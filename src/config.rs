use chrono_tz::Tz;
use serde::Deserialize;
use std::path::Path;

use crate::error::{AppError, Result};

fn default_check_every_seconds() -> u64 {
    300
}

fn default_target_price() -> f64 {
    0.0
}

fn default_notify_on_new_low() -> bool {
    true
}

fn default_timezone() -> String {
    "America/Detroit".to_string()
}

fn default_user_agent() -> String {
    "TixWatch/1.0 (+personal use)".to_string()
}

/// Monitor configuration, loaded from a TOML file.
///
/// Only `event_url` is required; every other option has a default. A
/// `target_price` of 0 disables the target alert.
#[derive(Debug, Clone, Deserialize)]
pub struct MonitorConfig {
    pub event_url: String,

    #[serde(default = "default_check_every_seconds")]
    pub check_every_seconds: u64,

    #[serde(default = "default_target_price")]
    pub target_price: f64,

    #[serde(default = "default_notify_on_new_low")]
    pub notify_on_new_low: bool,

    #[serde(default = "default_timezone")]
    pub timezone: String,

    #[serde(default = "default_user_agent")]
    pub user_agent: String,

    #[serde(default)]
    pub run_once: bool,
}

impl MonitorConfig {
    /// Load configuration from a TOML file, applying the RUN_ONCE env override
    pub fn from_file(path: &Path) -> Result<Self> {
        let content = std::fs::read_to_string(path).map_err(|e| {
            AppError::Config(format!("Failed to read config file {}: {}", path.display(), e))
        })?;

        let mut config = Self::from_toml(&content)?;

        // Single-pass mode for non-interactive runs, e.g. RUN_ONCE=1
        if run_once_env() {
            config.run_once = true;
        }

        Ok(config)
    }

    fn from_toml(content: &str) -> Result<Self> {
        let config: MonitorConfig = toml::from_str(content)
            .map_err(|e| AppError::Config(format!("Failed to parse config file: {}", e)))?;

        if config.event_url.trim().is_empty() {
            return Err(AppError::Config("event_url must not be empty".to_string()));
        }

        Ok(config)
    }

    /// Parse the configured timezone; an unknown zone is a startup error
    pub fn tz(&self) -> Result<Tz> {
        self.timezone
            .parse()
            .map_err(|_| AppError::Config(format!("Invalid timezone: {}", self.timezone)))
    }
}

fn run_once_env() -> bool {
    std::env::var("RUN_ONCE")
        .ok()
        .and_then(|v| v.trim().parse::<i64>().ok())
        .map(|n| n != 0)
        .unwrap_or(false)
}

[Exercise requirements]:
Output the full listing exactly as given.

[Result below]:
filename src/config.rs
use chrono_tz::Tz;
use serde::Deserialize;
use std::path::Path;

use crate::error::{AppError, Result};

fn default_check_every_seconds() -> u64 {
    300
}

fn default_target_price() -> f64 {
    0.0
}

fn default_notify_on_new_low() -> bool {
    true
}

fn default_timezone() -> String {
    "America/Detroit".to_string()
}

fn default_user_agent() -> String {
    "TixWatch/1.0 (+personal use)".to_string()
}

/// Monitor configuration, loaded from a TOML file.
///
/// Only `event_url` is required; every other option has a default. A
/// `target_price` of 0 disables the target alert.
#[derive(Debug, Clone, Deserialize)]
pub struct MonitorConfig {
    pub event_url: String,

    #[serde(default = "default_check_every_seconds")]
    pub check_every_seconds: u64,

    #[serde(default = "default_target_price")]
    pub target_price: f64,

    #[serde(default = "default_notify_on_new_low")]
    pub notify_on_new_low: bool,

    #[serde(default = "default_timezone")]
    pub timezone: String,

    #[serde(default = "default_user_agent")]
    pub user_agent: String,

    #[serde(default)]
    pub run_once: bool,
}

impl MonitorConfig {
    /// Load configuration from a TOML file, applying the RUN_ONCE env override
    pub fn from_file(path: &Path) -> Result<Self> {
        let content = std::fs::read_to_string(path).map_err(|e| {
            AppError::Config(format!("Failed to read config file {}: {}", path.display(), e))
        })?;

        let mut config = Self::from_toml(&content)?;

        // Single-pass mode for non-interactive runs, e.g. RUN_ONCE=1
        if run_once_env() {
            config.run_once = true;
        }

        Ok(config)
    }

    fn from_toml(content: &str) -> Result<Self> {
        let config: MonitorConfig = toml::from_str(content)
            .map_err(|e| AppError::Config(format!("Failed to parse config file: {}", e)))?;

        if config.event_url.trim().is_empty() {
            return Err(AppError::Config("event_url must not be empty".to_string()));
        }

        Ok(config)
    }

    /// Parse the configured timezone; an unknown zone is a startup error
    pub fn tz(&self) -> Result<Tz> {
        self.timezone
            .parse()
            .map_err(|_| AppError::Config(format!("Invalid timezone: {}", self.timezone)))
    }
}

fn run_once_env() -> bool {
    std::env::var("RUN_ONCE")
        .ok()
        .and_then(|v| v.trim().parse::<i64>().ok())
        .map(|n| n != 0)
        .unwrap_or(false)
}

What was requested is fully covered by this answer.